Materials and methods

Study area

The YRD located in the east of China (Fig.1 (a1)) is one of six influential metropolitan regions in the world and one of three developed areas in China, playing a very important role in Chinese socioeconomic development (Tian et al. 2011). The region is an alluvial plain formed before the Yangtze River enters the sea, and it has an average elevation of 2 m. Different boundaries of the YRD have been delimited for varied study purposes. In this study, considering the spatial distribution of PM monitoring sites and data availability, our study area in the YRD only includes 16 cities (Fig. 1 (a2, a3)). They are Shanghai, eight cities in Jiangsu province (i.e., Nanjing, Suzhou, Wuxi, Changzhou, Nantong, Zhenjiang, Taizhou(j), and Yangzhou), and seven cities in Zhejiang province (i.e., Hangzhou, Jiaxing, Huzhou, Shaoxing, Ningbo, Taizhou(z), and Zhoushan), respectively. This region covers 1.1% (about 110,800 km²) of China in terms of area but accounts for 7.47% of the total population according to the statistical data of 16 cities in 2014.

Fig. 1

Location of the YRD in China (a1, a2) and the spatial distribution of 120 air-quality monitoring sites and 22 meteorological stations in the YRD (a3)

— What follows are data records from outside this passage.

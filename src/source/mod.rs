//! Document sources.
//!
//! Turns files into either a flat line list or per-page text, the two input
//! shapes the parser accepts.

pub mod docx;
pub mod text;

#[cfg(feature = "office")]
pub use docx::read_docx;
pub use docx::paragraphs_from_document_xml;
pub use text::{lines_from_text, PagedText, FORM_FEED};

use crate::config::TocParserConfig;
use crate::error::{Error, Result};
use crate::pipeline::{TocParser, TocResult};
use crate::toc::{BoundaryDetector, FnPages, LineClassifier, PageTextProvider};
use std::path::Path;

/// Loaded document content.
#[derive(Debug, Clone, PartialEq, Eq)]
pub enum Source {
    /// Ordered lines without page information (DOCX paragraphs, plain text)
    Lines(Vec<String>),
    /// Text with physical page breaks
    Paged(PagedText),
}

impl Source {
    /// Run `parser` over this source.
    ///
    /// `total_pages` overrides the page count. Without it, paged sources use
    /// their own page count and line sources use the largest page declared by
    /// a TOC entry.
    pub fn parse(&self, parser: &TocParser, total_pages: Option<u32>) -> TocResult {
        match self {
            Source::Lines(lines) => {
                let total =
                    total_pages.unwrap_or_else(|| estimate_total_pages(lines, parser.config()));
                parser.parse_lines(lines, total)
            },
            Source::Paged(paged) => match total_pages {
                Some(total) => {
                    let provider = FnPages::new(total, |page| paged.page_text(page));
                    parser.parse_document(&provider)
                },
                None => parser.parse_document(paged),
            },
        }
    }

    /// Number of lines, or of pages for a paged source.
    pub fn len(&self) -> usize {
        match self {
            Source::Lines(lines) => lines.len(),
            Source::Paged(paged) => paged.len(),
        }
    }

    /// True if the source holds no text.
    pub fn is_empty(&self) -> bool {
        self.len() == 0
    }
}

/// Largest declared page among the TOC entries, or 1 without a TOC.
///
/// Only lines inside the detected TOC region count, so trailing numbers in
/// body text never inflate the estimate.
fn estimate_total_pages(lines: &[String], config: &TocParserConfig) -> u32 {
    let Some(region) = BoundaryDetector::from_config(config).extract_region(lines) else {
        return 1;
    };
    LineClassifier::from_config(config)
        .classify_lines(region.texts())
        .iter()
        .map(|e| e.page_start)
        .max()
        .unwrap_or(1)
}

/// Load a document, choosing a reader by file extension.
///
/// # Errors
///
/// [`Error::UnsupportedInput`] for PDF, legacy DOC, and unknown formats, or
/// when `.docx` support is compiled out. I/O, XML, and archive errors
/// propagate.
pub fn load(path: impl AsRef<Path>) -> Result<Source> {
    let path = path.as_ref();
    let extension = path
        .extension()
        .and_then(|e| e.to_str())
        .map(str::to_lowercase)
        .unwrap_or_default();

    let source = match extension.as_str() {
        "txt" | "text" => {
            let text = std::fs::read_to_string(path)?;
            if PagedText::is_paged(&text) {
                Source::Paged(PagedText::from_text(&text))
            } else {
                Source::Lines(lines_from_text(&text))
            }
        },
        "xml" => {
            let xml = std::fs::read_to_string(path)?;
            Source::Lines(paragraphs_from_document_xml(&xml)?)
        },
        "docx" => Source::Lines(load_docx(path)?),
        "doc" => {
            return Err(Error::UnsupportedInput(
                "legacy .doc files must be converted to .docx first".to_string(),
            ))
        },
        "pdf" => {
            return Err(Error::UnsupportedInput(
                "PDF text extraction is not built in; extract text to a .txt file first".to_string(),
            ))
        },
        other => {
            return Err(Error::UnsupportedInput(format!(
                "unsupported file format: .{}",
                other
            )))
        },
    };

    log::info!("Loaded {} ({} units)", path.display(), source.len());
    Ok(source)
}

#[cfg(feature = "office")]
fn load_docx(path: &Path) -> Result<Vec<String>> {
    read_docx(path)
}

#[cfg(not(feature = "office"))]
fn load_docx(_path: &Path) -> Result<Vec<String>> {
    Err(Error::UnsupportedInput(
        ".docx support requires the `office` feature".to_string(),
    ))
}

#[cfg(test)]
mod tests {
    use super::*;

    fn owned(lines: &[&str]) -> Vec<String> {
        lines.iter().map(|s| s.to_string()).collect()
    }

    #[test]
    fn test_estimate_total_pages() {
        let config = TocParserConfig::default();
        let lines = owned(&["目录", "1. 总则......1", "2. 术语......17", "note 2024"]);
        assert_eq!(estimate_total_pages(&lines, &config), 17);
        assert_eq!(estimate_total_pages(&[], &config), 1);
    }

    #[test]
    fn test_estimate_ignores_body_after_region() {
        let config = TocParserConfig::default();
        let lines = owned(&[
            "目录",
            "1. 总则..........1",
            "2. 术语..........3",
            "附件一 xxx",
            "联系电话：   8000",
        ]);
        assert_eq!(estimate_total_pages(&lines, &config), 3);

        // Numbers outside any TOC are never used
        let no_toc = owned(&["封面", "联系电话：   8000"]);
        assert_eq!(estimate_total_pages(&no_toc, &config), 1);
    }

    #[test]
    fn test_body_numbers_do_not_stretch_last_range() {
        let source = Source::Lines(owned(&[
            "目录",
            "1. 总则..........1",
            "2. 术语..........3",
            "附件一 xxx",
            "联系电话：   8000",
        ]));
        let result = source.parse(&TocParser::new(), None);
        assert_eq!(result.metadata.total_pages, Some(3));
        assert_eq!(result.toc[1].page_range().as_deref(), Some("3-3"));
    }

    #[test]
    fn test_unsupported_extensions() {
        for name in ["report.pdf", "report.doc", "report.rtf", "README"] {
            assert!(
                matches!(load(name), Err(Error::UnsupportedInput(_))),
                "{name} should be rejected"
            );
        }
    }
}
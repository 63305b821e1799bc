//! TOC recognition and hierarchy resolution.
//!
//! The stages run strictly in order, each taking ownership of the previous
//! stage's output:
//!
//! ```text
//! lines
//!     ↓
//! [BoundaryDetector] (title ... end marker → TocRegion)
//!     ↓
//! [LineClassifier] (line → TocEntry, non-entries dropped)
//!     ↓
//! [assign_page_ends] (flat first pass)
//!     ↓
//! [build_hierarchy] (open-ancestor stack → forest)
//!     ↓
//! [propagate_spans] (interior nodes cover their descendants)
//!     ↓
//! [ContentBinder] (optional, leaves only)
//! ```

pub mod binder;
pub mod boundary;
pub mod classifier;
pub mod entry;
pub mod hierarchy;
pub mod ranges;

pub use binder::{ContentBinder, FnPages, PageTextProvider, SharedProvider, PAGE_SEPARATOR};
pub use boundary::{BoundaryDetector, RegionEnd, SourceLine, TocRegion};
pub use classifier::{
    is_toc_title, match_heading, GrammarKind, HeadingMatch, LineClassifier, PageToken, Rejection,
};
pub use entry::{preorder, Preorder, TocEntry};
pub use hierarchy::{build_hierarchy, OpenStack};
pub use ranges::{assign_page_ends, propagate_spans, resolve, PageRange};
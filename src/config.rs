//! Configuration for TOC parsing.

/// TOC parsing configuration.
///
/// Every stage of [`TocParser`](crate::pipeline::TocParser) reads its knobs
/// from here, so a single value fully describes a run.
#[derive(Debug, Clone, PartialEq, Eq)]
pub struct TocParserConfig {
    /// Lines shorter than this many characters (after trimming) are never entries.
    pub min_line_length: usize,

    /// Minimum width of a whitespace gap before a trailing page number.
    /// A gap containing a tab always qualifies.
    pub min_gap_width: usize,

    /// Largest page number accepted in a TOC line.
    pub max_page_number: u32,

    /// Number of leading pages scanned for the TOC in paged sources.
    pub max_scan_pages: usize,

    /// Correction added to declared page numbers to obtain physical pages.
    pub page_offset: i64,

    /// Require a TOC title line before collecting entries.
    pub require_title: bool,

    /// Bind page text to leaf entries when parsing a paged document.
    pub bind_content: bool,
}

impl Default for TocParserConfig {
    fn default() -> Self {
        Self::new()
    }
}

impl TocParserConfig {
    /// Create new configuration with defaults.
    pub fn new() -> Self {
        Self {
            min_line_length: 5,
            min_gap_width: 2,
            max_page_number: 9999,
            max_scan_pages: 10,
            page_offset: 0,
            require_title: true,
            bind_content: false,
        }
    }

    /// Set the minimum line length.
    pub fn with_min_line_length(mut self, len: usize) -> Self {
        self.min_line_length = len;
        self
    }

    /// Set the minimum whitespace gap before a page number.
    pub fn with_min_gap_width(mut self, width: usize) -> Self {
        self.min_gap_width = width.max(1);
        self
    }

    /// Set the largest accepted page number.
    pub fn with_max_page_number(mut self, max: u32) -> Self {
        self.max_page_number = max.max(1);
        self
    }

    /// Set how many leading pages are scanned for the TOC.
    pub fn with_max_scan_pages(mut self, pages: usize) -> Self {
        self.max_scan_pages = pages;
        self
    }

    /// Set the declared-to-physical page offset.
    pub fn with_page_offset(mut self, offset: i64) -> Self {
        self.page_offset = offset;
        self
    }

    /// Require (or not) a TOC title line.
    pub fn with_require_title(mut self, require: bool) -> Self {
        self.require_title = require;
        self
    }

    /// Enable content binding.
    pub fn with_bind_content(mut self, enable: bool) -> Self {
        self.bind_content = enable;
        self
    }
}
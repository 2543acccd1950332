/*!
 # Hue bridge client and hierarchical light group store

 A Rust library for talking to the Philips Hue bridge's local REST API and for
 organizing the lights it reports into nested, user-defined groups. The bridge
 only knows a flat group concept, so the hierarchy lives in a local SQLite file.

 ## Features

 * Bridge discovery through the Hue portal
 * One generic `invoke` call plus wrappers for lights, groups, schedules and configuration
 * Bridge error responses classified by code and rendered into readable messages
 * Group store with nested groups, move-on-assign lights and transitive membership queries

 ## Example

 ```no_run
 use hue_groups::*;

 #[tokio::main]
 async fn main() -> Result<()> {
     // Initialize tracing for logs
     tracing_subscriber::fmt::init();

     // Find a bridge on the local network
     let found = discover_bridges().await?;
     let address = found.first().ok_or(Error::NoBridgeFound)?.url();
     let bridge = HueBridge::new(&address, "my-whitelisted-user")?;

     // Organize the lights the bridge knows about
     let store = GroupStore::in_memory()?;
     store.initialize()?;
     store.add_group("Bedroom")?;
     for (name, base_id) in bridge.list_lights().await? {
         store.add_light_to_group(&name, base_id, "Bedroom")?;
     }

     // Turn every light in the group on at once
     let ids: Vec<i64> = store.get_lights_in_group("Bedroom")?.into_values().collect();
     bridge.set_lights_state(&ids, &LightState::on()).await;

     Ok(())
 }
 ```
*/

use thiserror::Error;

/// Custom error types for the Hue client and the group store
#[derive(Error, Debug)]
pub enum Error {
    /// An operation referenced a group name with no matching row
    #[error("Group not found: {0}")]
    GroupNotFound(String),

    /// A single-row lookup matched zero or several rows
    #[error("Expected exactly one {entity} named {name:?}, found {matches}")]
    AmbiguousOrMissingEntity {
        entity: &'static str,
        name: String,
        matches: usize,
    },

    /// Parenting would make a group its own ancestor
    #[error("Cannot place group {child:?} under {parent:?}: would create a cycle")]
    CycleDetected { child: String, parent: String },

    /// Backing SQLite store failure
    #[error("Storage error: {0}")]
    Storage(#[from] rusqlite::Error),

    /// The directory holding the store file could not be created
    #[error("Storage error: cannot prepare {}: {source}", .path.display())]
    StorageLocation {
        path: std::path::PathBuf,
        source: std::io::Error,
    },

    /// IO error, e.g. reading driver input
    #[error("IO error: {0}")]
    Io(#[from] std::io::Error),

    /// Transport failure talking to the bridge or the portal
    #[error("HTTP error: {0}")]
    Http(#[from] reqwest::Error),

    /// Malformed JSON
    #[error("JSON error: {0}")]
    Json(#[from] serde_json::Error),

    /// Bridge address without an http or https scheme
    #[error("No valid scheme found in {0:?}, please include one of 'http' or 'https'")]
    InvalidUrl(String),

    /// The bridge answered with an error element
    #[error("api_failure: {0}")]
    Bridge(#[from] BridgeError),

    /// The bridge answered with JSON of an unexpected shape
    #[error("Unexpected bridge response: {0}")]
    UnexpectedResponse(String),

    /// Discovery returned no bridges
    #[error("No Hue bridge found on the local network")]
    NoBridgeFound,

    /// A driver command line that names no command or has the wrong arguments
    #[error("Unknown command or wrong arguments: {0}")]
    InvalidCommand(String),

    /// A light id that is not an integer
    #[error("Invalid light id: {0}")]
    InvalidLightId(String),
}

pub type Result<T> = std::result::Result<T, Error>;

pub mod bridge;
pub mod config;
pub mod discovery;
pub mod hue_error;
pub mod store;

pub use bridge::{HueBridge, LightState, Method};
pub use config::StoreConfig;
pub use discovery::{discover_bridges, discover_bridges_at, DiscoveredBridge};
pub use hue_error::{BridgeError, BridgeErrorKind};
pub use store::{GroupStore, UNCATEGORIZED};
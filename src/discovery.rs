/*!
 # Bridge discovery

 Resolves the local addresses of Hue bridges through the Hue portal, which reports
 every bridge that registered from the caller's public IP.
*/

use serde::Deserialize;
use tracing::{debug, info, instrument};

use crate::Result;

/// Portal lookup service for bridges on the caller's network
pub const PORTAL_URL: &str = "https://discovery.meethue.com/";

/// A bridge as the portal reports it
#[derive(Debug, Clone, PartialEq, Eq, Deserialize)]
pub struct DiscoveredBridge {
    pub id: String,
    #[serde(rename = "internalipaddress")]
    pub internal_ip_address: String,
    #[serde(rename = "macaddress", default)]
    pub mac_address: Option<String>,
}

impl DiscoveredBridge {
    /// Base URL for [`crate::HueBridge::new`]
    pub fn url(&self) -> String {
        format!("http://{}", self.internal_ip_address)
    }
}

/// Looks up the bridges on the local network through the Hue portal
pub async fn discover_bridges() -> Result<Vec<DiscoveredBridge>> {
    discover_bridges_at(PORTAL_URL).await
}

/// Looks up bridges through an alternative portal endpoint
#[instrument]
pub async fn discover_bridges_at(portal_url: &str) -> Result<Vec<DiscoveredBridge>> {
    debug!("Querying bridge portal");
    let bridges: Vec<DiscoveredBridge> = reqwest::get(portal_url)
        .await?
        .error_for_status()?
        .json()
        .await?;
    info!("Found {} bridge(s)", bridges.len());
    Ok(bridges)
}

Belonging to the subtropical monsoon climate zone, the region has a moderate climate and four distinctive seasons. In 2014–2015, the area has an annual average precipitation of 1000–2000 mm and an annual mean temperature of 17 °C. The YRD has the densest river network (4.8–6.7 km/km²) in China, with an average water resource of 539.79 billion cubic meters (Fig. 1 (a3)). Pursuant to data from the National Science and Technology Infrastructure platform (http://nnu.geodata.cn), various wetlands in the YRD cover a total area of 13,000 km². All of these factors cause the region to have a high humidity environment, with an annual average RH of 75 ± 5%.

Data selection

In this paper, we mainly used two datasets: air-quality data (daily PM_2.5, PM₁₀, SO₂, and NO₂ concentrations) and meteorological data (daily RH, T, WS, WD, and precipitation values). In the YRD region, there are 121 national air-quality monitoring sites as shown in Fig. 1 (a3). Among them, 98 sites are located in prefecture-level cities (black dots) and 23 are located in county-level cities (gray dots). Air-quality data from these monitoring sites are updated on the air-quality publishing platform of the Chinese National Environmental Monitoring Centre at a temporal resolution of 1 h (http://datacenter.mep.gov.cn/index). Considering that most of air-quality monitoring sites are situated in urban built-up areas, we selected 98 urban sites and obtained their air-quality data for this paper, the aim being to reduce the diversity of PM concentrations and increase their comparability across the cities. Correspondingly, 22 weather monitoring sites located in urban built-up areas were carefully chosen to obtain their hourly meteorological data, which are updated on the website (http://www.cma.gov.cn/2011qxfw/2011qtqyb/) of the China Meteorological Administration, to match the PM data. These hourly raw values are collected from January 1, 2014, to December 31, 2015.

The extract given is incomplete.